I found this particular map in a charming book called Imagined Corners: exploring the world's first atlas. It offers a treatment of the political, social, economic, religious, intellectual and cultural trends that gave rise to this new format – a unified, portable, bound collection of maps of the entire known world. This "atlas" (the term would not be coined til a few years later by Mercator) was called Theatrum Orbis Terrarum (Theater of the Countries of the World), created by Abraham Ortel, and it was a runaway best-seller.
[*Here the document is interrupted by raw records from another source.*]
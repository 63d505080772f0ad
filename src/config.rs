//! Configuration management for gamelog
//!
//! The configuration is read once at start-up and handed to the `Logger`,
//! which keeps it immutable for the rest of the process.

use anyhow::{Context, Result};
use serde::{Deserialize, Serialize};
use std::path::{Path, PathBuf};

use crate::logging::ThemePreset;

/// Environment variable overriding `log_dir`
pub const ENV_LOG_DIR: &str = "GAMELOG_DIR";
/// Environment variable overriding `theme`
pub const ENV_THEME: &str = "GAMELOG_THEME";

/// Logger configuration
#[derive(Debug, Clone, PartialEq, Eq, Serialize, Deserialize)]
pub struct LoggerConfig {
    /// Persistent directory holding the log file (`~` is expanded)
    #[serde(default = "default_log_dir")]
    pub log_dir: PathBuf,

    /// Log file name; the backup gets a `.old` suffix
    #[serde(default = "default_file_name")]
    pub file_name: String,

    /// Footer colors: "dark" (default) or "light"
    #[serde(default)]
    pub theme: ThemePreset,
}

fn default_file_name() -> String {
    "GameLog".to_string()
}

impl Default for LoggerConfig {
    fn default() -> Self {
        Self {
            log_dir: default_log_dir(),
            file_name: default_file_name(),
            theme: ThemePreset::default(),
        }
    }
}

impl LoggerConfig {
    /// Default configuration writing into `log_dir`
    pub fn with_log_dir(log_dir: impl Into<PathBuf>) -> Self {
        Self {
            log_dir: log_dir.into(),
            ..Self::default()
        }
    }

    /// Load from the default config file (or defaults), then apply
    /// environment overrides
    pub fn load() -> Result<Self> {
        let mut config = Self::load_from(&config_file_path())?;
        config.apply_overrides(|key| std::env::var(key).ok())?;
        Ok(config)
    }

    /// Load configuration from file, or return default if not found
    pub fn load_from(path: &Path) -> Result<Self> {
        if path.exists() {
            let content = std::fs::read_to_string(path)
                .with_context(|| format!("Failed to read config file {}", path.display()))?;
            toml::from_str(&content)
                .with_context(|| format!("Failed to parse config file {}", path.display()))
        } else {
            Ok(Self::default())
        }
    }

    /// Save configuration to the default config file
    pub fn save(&self) -> Result<()> {
        std::fs::create_dir_all(config_dir()).context("Failed to create config directory")?;
        self.save_to(&config_file_path())
    }

    /// Save configuration to a file
    pub fn save_to(&self, path: &Path) -> Result<()> {
        let content = toml::to_string_pretty(self).context("Failed to serialize config")?;
        std::fs::write(path, content)
            .with_context(|| format!("Failed to write config file {}", path.display()))?;
        Ok(())
    }

    /// Apply `GAMELOG_DIR` / `GAMELOG_THEME` style overrides from `lookup`
    pub fn apply_overrides<F>(&mut self, lookup: F) -> Result<()>
    where
        F: Fn(&str) -> Option<String>,
    {
        if let Some(dir) = lookup(ENV_LOG_DIR).filter(|d| !d.trim().is_empty()) {
            self.log_dir = PathBuf::from(dir);
        }

        if let Some(theme) = lookup(ENV_THEME) {
            self.theme = theme
                .parse::<ThemePreset>()
                .with_context(|| format!("Invalid {} value", ENV_THEME))?;
        }

        Ok(())
    }

    /// Log directory with `~` expanded
    pub fn resolved_log_dir(&self) -> PathBuf {
        let raw = self.log_dir.to_string_lossy();
        PathBuf::from(shellexpand::tilde(&raw).into_owned())
    }

    /// Path of the current log file
    pub fn log_file_path(&self) -> PathBuf {
        self.resolved_log_dir().join(&self.file_name)
    }
}

/// Default persistent directory for the log (platform data dir)
/// Falls back to ./.gamelog if the data directory cannot be determined
pub fn default_log_dir() -> PathBuf {
    dirs::data_dir()
        .map(|d| d.join("gamelog"))
        .unwrap_or_else(|| PathBuf::from(".gamelog"))
}

/// Get the base configuration directory
/// Falls back to ./.gamelog if the config directory cannot be determined
pub fn config_dir() -> PathBuf {
    try_config_dir().unwrap_or_else(|| {
        tracing::warn!("Could not determine config directory, using current directory");
        PathBuf::from(".gamelog")
    })
}

/// Try to get the base configuration directory
pub fn try_config_dir() -> Option<PathBuf> {
    dirs::config_dir().map(|d| d.join("gamelog"))
}

/// Get the path to the config file
pub fn config_file_path() -> PathBuf {
    config_dir().join("config.toml")
}

/// Ensure the log directory exists
pub fn ensure_directories(config: &LoggerConfig) -> Result<()> {
    std::fs::create_dir_all(config.resolved_log_dir()).context("Failed to create log directory")?;
    Ok(())
}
(Yes, now you know, I am one of those folks who loves maps, especially old maps, and can spend hours looking at them and reading about them. A wonderful thing to do over yomtov, the holidays! One of my pet peeves is that most of our mental maps today are of political boundaries – cities, states, nations – and streets. That is because they are based on our road maps. We use maps mostly for traveling than staying, for getting from here to there rather than recording and mapping what is here. Try to find a stream or watercourse on most common maps, never mind the stream's name, and you will be sorely frustrated. Yet, we need to know the course of our rivers just as we know the turns on our streets. How different it was when land claims were marked in legal documents by, literally, "landmarks," the markings of the earth itself: the old sycamore tree or the rock with the split in it or the north bank of the local creek. How wonderful it would be to carry those maps around in our minds once more.)

But what I found most riveting about this map (at least given my present pre-occupation with urban orchards) is the way their houses were laid out. And what happened with the space in between. You can see this better on the full resolution map found here. (Click on the map to enlarge it even more.)

Throughout Antwerp, houses ringed the edges of city blocks, with open spaces occupying the land inside. Farms, orchards, (vineyards?) and perhaps even playing fields were nestled between the homes, creating a common place of food production, family gardens, as well as pastoral refuges in the middle of the city.

Commercial farms existed on either side of the city (beyond the moat on the north, east and south and along the river on the west). But the pocket farms were urban gardens, tended no doubt for the self-same reasons we tend community gardens today.

We can learn from this model. As we begin to re-imagine the design of our cities, as we begin redraw the lines between nature and home, green and built infrastructure, Antwerp of old offers us a wonderful alternative. We can build fields among buildings, farms alongside businesses, gardens nestled amid the courtyards of condos.

It sounds like a wonderful place to live.